Audio watermarking algorithm is first to solve "second-screen problem" in real time

Audio watermarking is the process of adding a distinctive sound pattern — undetectable to the human ear — to an audio signal to make it identifiable to a computer. It’s one of the ways that video sites recognize copyrighted recordings that have been posted illegally.

To identify a watermark, a computer usually converts a digital file into an audio signal, which it processes internally. If the watermark were embedded in the digital file, rather than in the signal itself, then re-encoding the audio in a different file format would eliminate the watermark.

Watermarking schemes designed for on-device processing tend to break down, however, when a signal is broadcast over a loudspeaker, captured by a microphone, and only then inspected for watermarks. In what is referred to as the second-screen problem, noise and interference distort the watermark, and delays from acoustic transmission make it difficult to synchronize the detector with the signal.

At this year’s International Conference on Acoustics, Speech, and Signal Processing, in May, Amazon senior research scientist Mohamed Mansour and I will present a new audio-watermarking algorithm that effectively solves the second-screen problem in real time for the first time in the watermarking literature.

In our experiments, if the watermark was added to about two seconds of the audio signal, our algorithm could detect it with almost perfect accuracy, even when the distance between the speaker and the microphone was greater than 20 feet.

Audio_watermark.gif._CB468320145_.gif
Audio watermarks (red squiggles) are embedded imperceptibly in a media signal (black). Each watermark consists of a repeating sequence of audio building blocks (colored shapes). A detector segments the watermark and aligns the segments to see if they match. Randomly inverting the building blocks prevents rhythmic patterns in the media signal from triggering the detector; the detector uses a binary key to restore the inverted blocks.
Animation by Nick Little

Our algorithm could complement the acoustic-fingerprinting technology that currently prevents Alexa from erroneously waking when she hears media mentions of her name. Acoustic fingerprinting requires storing a separate fingerprint for each instance of Alexa’s name, and its computational complexity is proportional to the fingerprint database size. The watermarking algorithm, by contrast, has constant computational complexity, which gives it advantages for use in low-power computational devices, such as Bluetooth headsets.

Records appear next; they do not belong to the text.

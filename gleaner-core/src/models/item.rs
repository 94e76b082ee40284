//! The item envelope.

use chrono::{DateTime, Utc};
use serde::{Deserialize, Serialize};
use serde_json::{Map, Value};

use super::category::Category;

/// Extra searchable fields attached to an item (`item_id` plus backend extras).
pub type SearchFields = Map<String, Value>;

/// Converts an instant into UNIX seconds with microsecond precision.
#[allow(clippy::cast_precision_loss)]
pub fn unix_timestamp(instant: DateTime<Utc>) -> f64 {
    instant.timestamp_micros() as f64 / 1_000_000.0
}

// ============================================================================
// Item
// ============================================================================

/// A normalized record emitted by a backend.
///
/// `data` holds the raw record exactly as the backend parsed it; every other
/// field is stamped by the connector from the backend's identity functions
/// before the item is handed to the caller.
#[derive(Debug, Clone, PartialEq, Serialize, Deserialize)]
pub struct Item {
    /// Name of the backend that produced the item.
    pub backend_name: String,
    /// Version of that backend.
    pub backend_version: String,
    /// When the envelope was built (UNIX seconds).
    pub timestamp: f64,
    /// Origin the backend is bound to.
    pub origin: String,
    /// Stable identifier: `uuid(origin, item_id)`.
    pub uuid: String,
    /// Update time used for incremental sync (UNIX seconds).
    pub updated_on: f64,
    /// Category of the item.
    pub category: Category,
    /// Label used to mark the data (defaults to the origin).
    pub tag: String,
    /// Searchable fields, always including `item_id`.
    pub search_fields: SearchFields,
    /// The raw record.
    pub data: Value,
}

impl Item {
    /// Returns the backend-level identifier stored in `search_fields`.
    pub fn item_id(&self) -> Option<&str> {
        self.search_fields.get("item_id").and_then(Value::as_str)
    }
}
//! User settings.

use std::fmt;
use std::path::{Path, PathBuf};
use std::str::FromStr;

use serde::{Deserialize, Serialize};
use tracing::info;

use crate::error::StoreError;
use crate::persistence::{default_archive_dir, default_settings_path, load_json_or_default, save_json};

// ============================================================================
// Settings
// ============================================================================

/// Defaults applied to every run unless a command-line flag overrides them.
#[derive(Debug, Clone, Default, PartialEq, Eq, Serialize, Deserialize)]
#[serde(default)]
pub struct Settings {
    /// Archive directory; the cache directory when unset.
    pub archive_dir: Option<PathBuf>,

    /// Log level when `--verbose` is not given.
    pub log_level: LogLevel,

    /// Print one item per line instead of pretty JSON.
    pub json_lines: bool,
}

impl Settings {
    /// Loads settings from the default location.
    pub async fn load() -> Self {
        Self::load_from(&default_settings_path()).await
    }

    /// Loads settings from `path`, falling back to defaults.
    pub async fn load_from(path: &Path) -> Self {
        load_json_or_default(path).await
    }

    /// Saves settings to `path`.
    pub async fn save_to(&self, path: &Path) -> Result<(), StoreError> {
        save_json(path, self).await?;
        info!(path = %path.display(), "Settings saved");
        Ok(())
    }

    /// Resolved archive directory.
    pub fn archive_dir(&self) -> PathBuf {
        self.archive_dir.clone().unwrap_or_else(default_archive_dir)
    }
}

// ============================================================================
// Log Level
// ============================================================================

/// Log verbosity.
#[derive(Debug, Clone, Copy, Default, PartialEq, Eq, Hash, Serialize, Deserialize)]
#[serde(rename_all = "snake_case")]
pub enum LogLevel {
    /// Error level logging.
    Error,
    /// Warning level logging.
    #[default]
    Warn,
    /// Info level logging.
    Info,
    /// Debug level logging.
    Debug,
    /// Trace level logging.
    Trace,
}

impl LogLevel {
    /// Filter directive understood by `tracing-subscriber`.
    pub fn as_str(&self) -> &'static str {
        match self {
            LogLevel::Error => "error",
            LogLevel::Warn => "warn",
            LogLevel::Info => "info",
            LogLevel::Debug => "debug",
            LogLevel::Trace => "trace",
        }
    }
}

impl fmt::Display for LogLevel {
    fn fmt(&self, f: &mut fmt::Formatter<'_>) -> fmt::Result {
        f.write_str(self.as_str())
    }
}

impl FromStr for LogLevel {
    type Err = StoreError;

    fn from_str(s: &str) -> Result<Self, Self::Err> {
        match s.to_ascii_lowercase().as_str() {
            "error" => Ok(LogLevel::Error),
            "warn" | "warning" => Ok(LogLevel::Warn),
            "info" => Ok(LogLevel::Info),
            "debug" => Ok(LogLevel::Debug),
            "trace" => Ok(LogLevel::Trace),
            other => Err(StoreError::Config(format!("unknown log level '{other}'"))),
        }
    }
}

We also envision that audio watermarking could improve the performance of Alexa’s automatic-speech-recognition system. Audio content that Alexa plays — music, audiobooks, podcasts, radio broadcasts, movies — could be watermarked on the fly, so that Alexa-enabled devices can better gauge room reverberation and filter out echoes.

Our system, like most modern audio-watermarking systems, uses the spread-spectrum concept. That means that the watermark energy is spread across time and/or frequency, which renders the watermark inaudible to human listeners. Further, this energy spread makes the watermark robust to common audio processing procedures, such as mp3 compression.

Also like other systems, ours builds watermarks from noise blocks of fixed duration. Each noise block introduces its own, distinct perturbation pattern to selected frequency components in the host audio signal. The watermark consists of noise blocks strung together in a predetermined sequence, and it looks like background noise to someone who lacks the decoding key.

In conventional watermarking, the key is simply the sequence of the noise blocks, and the detector looks for that sequence in the audio signal. In the second-screen scenario, however, electrical noise in the speaker and microphone and interference from echoes and ambient noise during acoustic transmission distort the watermark, making detection more challenging.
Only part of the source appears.